More extreme hostile views of Candomblé have regarded it as devil worship, while milder critical views see it as superstition that attracts the simple-minded and desperate. Brazil's Roman Catholics have mixed opinions of Candomblé and the attendance of its practitioners at mass, while evangelical and Pentecostal groups more uniformly target Candomblecistas as part of their "spiritual war" against Satan.

Candomblé has elsewhere been seen as "a treasured symbol of Brazilian cultural identity and an icon of African Diaspora culture and politics". Various academics have sought to portray it in the best light possible to counter racist stereotypes about Afro-Brazilians. Academic studies have in turn influenced the way that the religion is practiced, helping to establish "correct practice" among divergent groups; many terreiros own copies of academic studies about the religion, sometimes to convey an image of authority.

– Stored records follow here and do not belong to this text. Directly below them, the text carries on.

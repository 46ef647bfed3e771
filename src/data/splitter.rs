// ============================================================
// Layer 4 — K-Fold Splitter
// ============================================================
// Shuffles the labelled pairs once and cuts them into k contiguous
// folds. Fold i uses slice i as dev and everything else as train:
//
//   n = 11, k = 3  →  fold sizes 4, 4, 3
//   fold 0: dev [0..4)   train [4..11)
//   fold 1: dev [4..8)   train [0..4) + [8..11)
//   fold 2: dev [8..11)  train [0..8)
//
// Each fold is written to <out>/data_<i>/ as train.csv, dev.csv and
// a copy of the fixed test set. Train rows are renumbered 1..=n_train
// and dev rows continue the count. Text is cleaned on the way out.
//
// The shuffle uses a seeded StdRng so a split can be reproduced.

use anyhow::{Context, Result};
use rand::{rngs::StdRng, seq::SliceRandom, SeedableRng};
use std::{
    fs,
    path::{Path, PathBuf},
};

use crate::data::preprocessor::Preprocessor;
use crate::domain::example::Example;

const HEADER: [&str; 4] = ["id", "sentence1", "sentence2", "label"];

/// (train_indices, dev_indices) for every fold of `n` items.
///
/// The first `n % k` folds get one extra dev row.
pub fn kfold_indices(n: usize, k: usize) -> Vec<(Vec<usize>, Vec<usize>)> {
    assert!(k >= 2, "k-fold needs at least 2 folds");
    let base  = n / k;
    let extra = n % k;

    let mut folds = Vec::with_capacity(k);
    let mut start = 0;
    for i in 0..k {
        let size = base + usize::from(i < extra);
        let end  = start + size;
        let dev: Vec<usize>   = (start..end).collect();
        let train: Vec<usize> = (0..start).chain(end..n).collect();
        folds.push((train, dev));
        start = end;
    }
    folds
}

/// Writes fold directories from one labelled set and one test set.
pub struct KFoldSplitter {
    folds:        usize,
    seed:         u64,
    preprocessor: Preprocessor,
}

impl KFoldSplitter {
    pub fn new(folds: usize, seed: u64) -> Self {
        Self {
            folds,
            seed,
            preprocessor: Preprocessor::new(),
        }
    }

    /// Write `<out_dir>/data_<i>/{train,dev,test}.csv` for every fold and
    /// return the fold directories.
    pub fn write_folds(&self, labelled: &[Example], test: &[Example], out_dir: &Path) -> Result<Vec<PathBuf>> {
        let mut order: Vec<usize> = (0..labelled.len()).collect();
        let mut rng = StdRng::seed_from_u64(self.seed);
        order.shuffle(&mut rng);

        let mut dirs = Vec::with_capacity(self.folds);
        for (i, (train_idx, dev_idx)) in kfold_indices(order.len(), self.folds).into_iter().enumerate() {
            let dir = out_dir.join(format!("data_{i}"));
            // best effort; the writes below report the real failure
            let _ = fs::create_dir_all(&dir);

            let train: Vec<&Example> = train_idx.iter().map(|&j| &labelled[order[j]]).collect();
            let dev: Vec<&Example>   = dev_idx.iter().map(|&j| &labelled[order[j]]).collect();

            let next = self.write_rows(&dir.join("train.csv"), &train, Some(1))?;
            self.write_rows(&dir.join("dev.csv"), &dev, Some(next))?;
            let test_rows: Vec<&Example> = test.iter().collect();
            self.write_rows(&dir.join("test.csv"), &test_rows, None)?;

            tracing::info!(
                "Fold {}: {} train, {} dev, {} test → '{}'",
                i,
                train.len(),
                dev.len(),
                test.len(),
                dir.display()
            );
            dirs.push(dir);
        }
        Ok(dirs)
    }

    /// Write one CSV. With `first_id` the rows are renumbered from it,
    /// otherwise the example guids are kept. Returns the next free id.
    fn write_rows(&self, path: &Path, rows: &[&Example], first_id: Option<usize>) -> Result<usize> {
        let mut w = csv::WriterBuilder::new()
            .quote_style(csv::QuoteStyle::Never)
            .from_path(path)
            .with_context(|| format!("Cannot create '{}'", path.display()))?;
        w.write_record(HEADER)?;

        let mut id = first_id.unwrap_or(0);
        for ex in rows {
            let guid = match first_id {
                Some(_) => id.to_string(),
                None    => ex.guid.clone(),
            };
            let label = ex.label.map(|l| l.to_string()).unwrap_or_default();
            w.write_record([
                guid.as_str(),
                self.preprocessor.clean(&ex.text_a).as_str(),
                self.preprocessor.clean(&ex.text_b).as_str(),
                label.as_str(),
            ])?;
            id += 1;
        }
        w.flush()
            .with_context(|| format!("Cannot write '{}'", path.display()))?;
        tracing::debug!("Wrote {} rows to '{}'", rows.len(), path.display());
        Ok(id)
    }
}

// ─── Unit Tests ───────────────────────────────────────────────────────────────
#[cfg(test)]
mod tests {
    use super::*;
    use crate::data::loader::CsvExampleLoader;
    use crate::domain::traits::ExampleSource;
    use std::collections::HashSet;

    #[test]
    fn test_fold_sizes() {
        let folds = kfold_indices(11, 3);
        let sizes: Vec<usize> = folds.iter().map(|(_, dev)| dev.len()).collect();
        assert_eq!(sizes, vec![4, 4, 3]);
        assert_eq!(folds[1].1, vec![4, 5, 6, 7]);
    }

    #[test]
    fn test_every_row_is_dev_exactly_once() {
        for n in [0usize, 1, 5, 10, 23] {
            for k in 2..6 {
                let folds = kfold_indices(n, k);
                let mut seen = vec![0usize; n];
                for (train, dev) in &folds {
                    let t: HashSet<_> = train.iter().collect();
                    assert!(dev.iter().all(|d| !t.contains(d)));
                    assert_eq!(train.len() + dev.len(), n);
                    for &d in dev {
                        seen[d] += 1;
                    }
                }
                assert!(seen.iter().all(|&c| c == 1));
            }
        }
    }

    #[test]
    #[should_panic]
    fn test_single_fold_panics() {
        let _ = kfold_indices(10, 1);
    }

    fn labelled(n: usize) -> Vec<Example> {
        (0..n)
            .map(|i| Example::new(format!("x{i}"), format!("问题{i},甲"), format!("问题{i}乙"), Some(i % 2)))
            .collect()
    }

    #[test]
    fn test_write_folds_layout() {
        let dir  = tempfile::tempdir().unwrap();
        let test = vec![Example::new("t7", "测试", "句子", None)];
        let dirs = KFoldSplitter::new(3, 42)
            .write_folds(&labelled(7), &test, dir.path())
            .unwrap();
        assert_eq!(dirs.len(), 3);

        let mut dev_texts = Vec::new();
        for d in &dirs {
            let train = CsvExampleLoader::new(d.join("train.csv")).load_all().unwrap();
            let dev   = CsvExampleLoader::new(d.join("dev.csv")).load_all().unwrap();
            let tst   = CsvExampleLoader::new(d.join("test.csv")).load_all().unwrap();

            assert_eq!(train.len() + dev.len(), 7);
            // train ids 1..=n, dev continues
            assert_eq!(train[0].guid, "1");
            assert_eq!(dev[0].guid, (train.len() + 1).to_string());
            // commas were made full-width so the row stays 4 columns
            assert!(train[0].text_a.contains('，'));
            assert_eq!(tst, vec![Example::new("t7", "测试", "句子", None)]);

            dev_texts.extend(dev.into_iter().map(|e| e.text_b));
        }
        dev_texts.sort();
        let mut all: Vec<String> = labelled(7).into_iter().map(|e| e.text_b).collect();
        all.sort();
        assert_eq!(dev_texts, all);
    }

    #[test]
    fn test_same_seed_same_split() {
        let a = tempfile::tempdir().unwrap();
        let b = tempfile::tempdir().unwrap();
        KFoldSplitter::new(2, 7).write_folds(&labelled(9), &[], a.path()).unwrap();
        KFoldSplitter::new(2, 7).write_folds(&labelled(9), &[], b.path()).unwrap();
        let read = |p: &Path| fs::read_to_string(p.join("data_0").join("dev.csv")).unwrap();
        assert_eq!(read(a.path()), read(b.path()));
    }
}
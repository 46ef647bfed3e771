// ============================================================
// Layer 5 — Learning Rate Schedule
// ============================================================
// Linear warmup followed by linear decay to zero:
//
//   lr ▲
//      │    /\
//      │   /   \
//      │  /      \
//      │ /         \
//      └─────┴──────────┴──▶ step
//         warmup       total
//
// The returned value is a multiplier on the base learning rate.

/// Multiplier for `step` (0-based) out of `total` steps.
pub fn warmup_linear(step: usize, warmup: usize, total: usize) -> f64 {
    if step < warmup {
        return step as f64 / warmup.max(1) as f64;
    }
    let remaining = total.saturating_sub(step) as f64;
    let span      = total.saturating_sub(warmup).max(1) as f64;
    (remaining / span).max(0.0)
}

/// Base learning rate scaled by the schedule.
pub struct WarmupLinear {
    base_lr: f64,
    warmup:  usize,
    total:   usize,
}

impl WarmupLinear {
    pub fn new(base_lr: f64, warmup: usize, total: usize) -> Self {
        Self { base_lr, warmup, total }
    }

    pub fn lr(&self, step: usize) -> f64 {
        self.base_lr * warmup_linear(step, self.warmup, self.total)
    }
}

// ─── Unit Tests ───────────────────────────────────────────────────────────────
#[cfg(test)]
mod tests {
    use super::*;

    #[test]
    fn test_warmup_ramps_up() {
        assert_eq!(warmup_linear(0, 10, 100), 0.0);
        assert!((warmup_linear(5, 10, 100) - 0.5).abs() < 1e-12);
    }

    #[test]
    fn test_decay_reaches_zero() {
        assert!((warmup_linear(10, 10, 100) - 1.0).abs() < 1e-12);
        assert!((warmup_linear(55, 10, 100) - 0.5).abs() < 1e-12);
        assert_eq!(warmup_linear(100, 10, 100), 0.0);
        assert_eq!(warmup_linear(150, 10, 100), 0.0);
    }

    #[test]
    fn test_no_warmup() {
        assert!((warmup_linear(0, 0, 4) - 1.0).abs() < 1e-12);
        assert!((warmup_linear(2, 0, 4) - 0.5).abs() < 1e-12);
    }

    #[test]
    fn test_schedule_scales_base_lr() {
        let s = WarmupLinear::new(2e-5, 0, 10);
        assert!((s.lr(0) - 2e-5).abs() < 1e-18);
        assert!(s.lr(9) < s.lr(1));
    }
}
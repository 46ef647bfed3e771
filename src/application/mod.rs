// ============================================================
// Layer 2 — Application / Use Cases
// ============================================================
// This layer orchestrates all the other layers to accomplish
// one command of the CLI:
//
//   split           — labelled csv → data_0 … data_{k-1}
//   vocab           — dump the side-channel vocabularies
//   train           — fine-tune one fold
//   predict         — best checkpoint → sub.csv
//   cross-validate  — train + predict every fold, then combine
//   combine         — average the fold submissions
//
// Rules for this layer:
//   - No ML math or model code here
//   - No printing here (that's Layer 1)
//   - Only workflow coordination
//
// Reference: Clean Architecture pattern
//            Rust Book §7 (Module System)

// Fold files, vocabularies and encoders shared by the use cases
pub mod fold;

pub mod split_use_case;
pub mod vocab_use_case;

// The training workflow
pub mod train_use_case;

// Checkpoint → test probabilities
pub mod predict_use_case;

pub mod combine_use_case;
pub mod cross_validate_use_case;
// ============================================================
// Layer 4 — Pair Dataset
// ============================================================
// Encoded examples held in memory and exposed to Burn's
// DataLoader through the Dataset trait.
//
// A PairFeature is one example after all three encoders ran:
//   choices    — split_num subword views of the pair
//   pinyin_ids — pinyin channel, max_seq_len ids
//   word_ids   — word channel,   max_seq_len ids

use burn::data::dataset::Dataset;
use serde::{Deserialize, Serialize};

/// One `[CLS] b [SEP] chunk [SEP]` view, padded to max_seq_len.
#[derive(Debug, Clone, PartialEq, Eq, Serialize, Deserialize)]
pub struct ChoiceFeature {
    pub input_ids:   Vec<u32>,
    pub input_mask:  Vec<u32>,
    pub segment_ids: Vec<u32>,
}

#[derive(Debug, Clone, PartialEq, Eq, Serialize, Deserialize)]
pub struct PairFeature {
    pub guid:       String,
    pub choices:    Vec<ChoiceFeature>,
    pub pinyin_ids: Vec<u32>,
    pub word_ids:   Vec<u32>,
    /// 0 for unlabelled examples.
    pub label:      usize,
}

impl PairFeature {
    pub fn seq_len(&self) -> usize {
        self.word_ids.len()
    }

    pub fn split_num(&self) -> usize {
        self.choices.len()
    }
}

pub struct PairDataset {
    features: Vec<PairFeature>,
}

impl PairDataset {
    pub fn new(features: Vec<PairFeature>) -> Self {
        Self { features }
    }

    pub fn labels(&self) -> Vec<usize> {
        self.features.iter().map(|f| f.label).collect()
    }
}

impl Dataset<PairFeature> for PairDataset {
    fn get(&self, index: usize) -> Option<PairFeature> {
        self.features.get(index).cloned()
    }

    fn len(&self) -> usize {
        self.features.len()
    }
}

// ─── Unit Tests ───────────────────────────────────────────────────────────────
#[cfg(test)]
mod tests {
    use super::*;

    fn feature(guid: &str, label: usize) -> PairFeature {
        PairFeature {
            guid:       guid.to_string(),
            choices:    vec![ChoiceFeature {
                input_ids:   vec![2, 4, 3],
                input_mask:  vec![1, 1, 1],
                segment_ids: vec![0, 0, 0],
            }],
            pinyin_ids: vec![0, 3, 1],
            word_ids:   vec![0, 3, 1],
            label,
        }
    }

    #[test]
    fn test_dataset_access() {
        let ds = PairDataset::new(vec![feature("a", 1), feature("b", 0)]);
        assert_eq!(ds.len(), 2);
        assert_eq!(ds.get(1).unwrap().guid, "b");
        assert!(ds.get(2).is_none());
        assert_eq!(ds.labels(), vec![1, 0]);
    }

    #[test]
    fn test_feature_dimensions() {
        let f = feature("a", 0);
        assert_eq!(f.seq_len(), 3);
        assert_eq!(f.split_num(), 1);
    }
}
// ============================================================
// Layer 2 — PredictUseCase
// ============================================================
// Reloads a trained fold and produces its submission:
//
//   Step 1: Read train_config.json and the dumped vocabularies
//   Step 2: Encode dev and test with the same encoders
//   Step 3: Reload best_model and report dev macro-F1
//   Step 4: Write class probabilities for test to sub.csv

use anyhow::Result;
use burn::prelude::*;
use std::path::{Path, PathBuf};

use crate::application::fold::{build_pipeline, FoldData, FoldVocabs};
use crate::infra::checkpoint::CheckpointManager;
use crate::ml::inferencer::{InferBackend, Inferencer};

pub const SUBMISSION_FILE: &str = "sub.csv";

/// What a prediction run reports back.
#[derive(Debug, Clone)]
pub struct PredictReport {
    /// `None` when the dev file has no rows.
    pub dev_f1:   Option<f64>,
    pub sub_path: PathBuf,
    pub rows:     usize,
}

pub struct PredictUseCase {
    data_dir:        PathBuf,
    model_dir:       PathBuf,
    output_dir:      PathBuf,
    eval_batch_size: usize,
}

impl PredictUseCase {
    pub fn new(
        data_dir:        impl Into<PathBuf>,
        model_dir:       impl Into<PathBuf>,
        output_dir:      impl Into<PathBuf>,
        eval_batch_size: usize,
    ) -> Self {
        Self {
            data_dir:   data_dir.into(),
            model_dir:  model_dir.into(),
            output_dir: output_dir.into(),
            eval_batch_size,
        }
    }

    /// Predict on the default WGPU device.
    pub fn execute(&self) -> Result<PredictReport> {
        self.execute_on::<InferBackend>(Default::default())
    }

    pub fn execute_on<B: Backend>(&self, device: B::Device) -> Result<PredictReport> {
        // ── Step 1: Settings and vocabularies of the trained fold ─────────────
        let ckpt   = CheckpointManager::new(&self.output_dir);
        let cfg    = ckpt.load_train_config()?;
        let vocabs = FoldVocabs::load(ckpt.dir())?;
        let words  = cfg.word_segmenter()?;

        // ── Step 2: Encode ────────────────────────────────────────────────────
        let data     = FoldData::load(&self.data_dir)?;
        let pipeline = build_pipeline(&self.model_dir, vocabs, words, cfg.max_seq_len, cfg.split_num)?;
        let dev      = pipeline.convert(&data.dev)?;
        let test     = pipeline.convert(&data.test)?;

        // ── Step 3: Dev score of the best checkpoint ──────────────────────────
        let inferencer = Inferencer::<B>::from_checkpoint(&ckpt, device)?;
        let dev_f1 = if dev.is_empty() {
            None
        } else {
            let labels: Vec<usize> = dev.iter().map(|f| f.label).collect();
            let out = inferencer.evaluate(&dev, self.eval_batch_size)?;
            let f1  = out.macro_f1(&labels, out.probs.first().map_or(2, Vec::len));
            tracing::info!("Dev F1 of '{}': {:.5}", ckpt.dir().display(), f1);
            Some(f1)
        };

        // ── Step 4: Test probabilities ────────────────────────────────────────
        let submission = inferencer.predict(&test, self.eval_batch_size)?;
        let sub_path   = self.output_dir.join(SUBMISSION_FILE);
        submission.write_csv(&sub_path)?;

        Ok(PredictReport {
            dev_f1,
            sub_path,
            rows: submission.rows.len(),
        })
    }
}

/// Path of the submission a fold output directory holds.
pub fn submission_path(output_dir: &Path) -> PathBuf {
    output_dir.join(SUBMISSION_FILE)
}

// ─── Unit Tests ───────────────────────────────────────────────────────────────
#[cfg(test)]
mod tests {
    use super::*;
    use crate::application::fold::tests::fold_fixture;
    use crate::application::train_use_case::{TrainConfig, TrainUseCase};
    use crate::infra::submission::Submission;

    type TestBackend = burn::backend::Autodiff<burn::backend::NdArray>;

    #[test]
    fn test_predict_after_training() {
        let dir = tempfile::tempdir().unwrap();
        let (data_dir, model_dir) = fold_fixture(dir.path());
        let out = dir.path().join("model_0");

        let cfg = TrainConfig {
            data_dir:                data_dir.display().to_string(),
            model_dir:               model_dir.display().to_string(),
            output_dir:              out.display().to_string(),
            max_seq_len:             16,
            split_num:               1,
            batch_size:              4,
            train_steps:             1,
            use_pinyin:              true,
            hidden_size:             8,
            num_heads:               2,
            num_layers:              1,
            intermediate_size:       16,
            max_position_embeddings: 16,
            aux_embedding_size:      4,
            ..TrainConfig::default()
        };
        TrainUseCase::new(cfg).execute_on::<TestBackend>(Default::default()).unwrap();

        let report = PredictUseCase::new(&data_dir, &model_dir, &out, 3)
            .execute_on::<burn::backend::NdArray>(Default::default())
            .unwrap();
        assert_eq!(report.rows, 2);
        let f1 = report.dev_f1.unwrap();
        assert!((0.0..=1.0).contains(&f1));

        let sub = Submission::read_csv(&submission_path(&out)).unwrap();
        assert_eq!(sub.rows[0].id, "0");
        assert_eq!(sub.num_labels(), 2);
    }

    #[test]
    fn test_predict_without_training_fails() {
        let dir = tempfile::tempdir().unwrap();
        let (data_dir, model_dir) = fold_fixture(dir.path());
        let uc = PredictUseCase::new(&data_dir, &model_dir, dir.path().join("nothing"), 2);
        assert!(uc.execute_on::<burn::backend::NdArray>(Default::default()).is_err());
    }
}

Since the 1960s, Candomblé has featured in films such as The Given Word (1962) and The Amulet of Ogum (1974), as well as documentaries like Geraldo Sarno's Iaô (1974). It has also influenced novelists, appearing in works by writers like Jorge Amado, and Toni Morrison. References to the religion also appeared in Brazilian popular music. For instance, Maria Bethânia and Gal Costa's song "Prayer to Mãe Menininha" made it into the country's chart. Objects associated with Candomblé first went on display in police museums but as the religion gained greater acceptance such material also begun to appear in museums devoted to folklore and Afro-Brazilian culture. From the 1990s, practitioners began establishing their own museums within their terreiros. For instance, the bedroom of Mãe Menininha do Gantois, located in her Bahia terreiro, was converted into a memorial in 1992 and then formally recognised as a heritage site in 2002.